//! Species data loader

use super::LoadError;
use ecogroup_domain::{Hierarchy, build_hierarchy};
use regex::Regex;
use serde_json::Value;
use std::path::Path;
use std::sync::LazyLock;
use tracing::{info, warn};

/// Control characters JSON forbids; tab, newline and carriage return stay.
static CONTROL_CHARS: LazyLock<Regex> = LazyLock::new(|| {
    Regex::new(r"[\x00-\x08\x0B\x0C\x0E-\x1F\x7F]").expect("control character pattern is valid")
});

/// Remove control characters that upstream downloads leave in text fields.
pub fn strip_control_chars(raw: &str) -> std::borrow::Cow<'_, str> {
    CONTROL_CHARS.replace_all(raw, "")
}

/// Read `02_species_data.json` and build the taxonomic tree.
pub async fn load_hierarchy(path: &Path) -> Result<Hierarchy, LoadError> {
    let raw = tokio::fs::read_to_string(path)
        .await
        .map_err(|e| LoadError::io(path, e))?;
    let cleaned = strip_control_chars(&raw);

    let value: Value = serde_json::from_str(&cleaned).map_err(|e| LoadError::json(path, e))?;
    let Value::Object(records) = value else {
        return Err(LoadError::Format {
            path: path.to_path_buf(),
            message: "expected an object keyed by species name".to_string(),
        });
    };

    let hierarchy = build_hierarchy(&records);
    info!(
        "Built hierarchy from {} species ({} skipped, {} duplicate paths)",
        hierarchy.species_count, hierarchy.skipped, hierarchy.collisions
    );
    if hierarchy.species_count == 0 {
        warn!("{} holds no species with taxonomy", path.display());
    }
    Ok(hierarchy)
}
..............................
## [TASK DIRECTIONS]
Output the whole listing word for word.

## [TASK RESULT]
//! Species data loader

use super::LoadError;
use ecogroup_domain::{Hierarchy, build_hierarchy};
use regex::Regex;
use serde_json::Value;
use std::path::Path;
use std::sync::LazyLock;
use tracing::{info, warn};

/// Control characters JSON forbids; tab, newline and carriage return stay.
static CONTROL_CHARS: LazyLock<Regex> = LazyLock::new(|| {
    Regex::new(r"[\x00-\x08\x0B\x0C\x0E-\x1F\x7F]").expect("control character pattern is valid")
});

/// Remove control characters that upstream downloads leave in text fields.
pub fn strip_control_chars(raw: &str) -> std::borrow::Cow<'_, str> {
    CONTROL_CHARS.replace_all(raw, "")
}

/// Read `02_species_data.json` and build the taxonomic tree.
pub async fn load_hierarchy(path: &Path) -> Result<Hierarchy, LoadError> {
    let raw = tokio::fs::read_to_string(path)
        .await
        .map_err(|e| LoadError::io(path, e))?;
    let cleaned = strip_control_chars(&raw);

    let value: Value = serde_json::from_str(&cleaned).map_err(|e| LoadError::json(path, e))?;
    let Value::Object(records) = value else {
        return Err(LoadError::Format {
            path: path.to_path_buf(),
            message: "expected an object keyed by species name".to_string(),
        });
    };

    let hierarchy = build_hierarchy(&records);
    info!(
        "Built hierarchy from {} species ({} skipped, {} duplicate paths)",
        hierarchy.species_count, hierarchy.skipped, hierarchy.collisions
    );
    if hierarchy.species_count == 0 {
        warn!("{} holds no species with taxonomy", path.display());
    }
    Ok(hierarchy)
}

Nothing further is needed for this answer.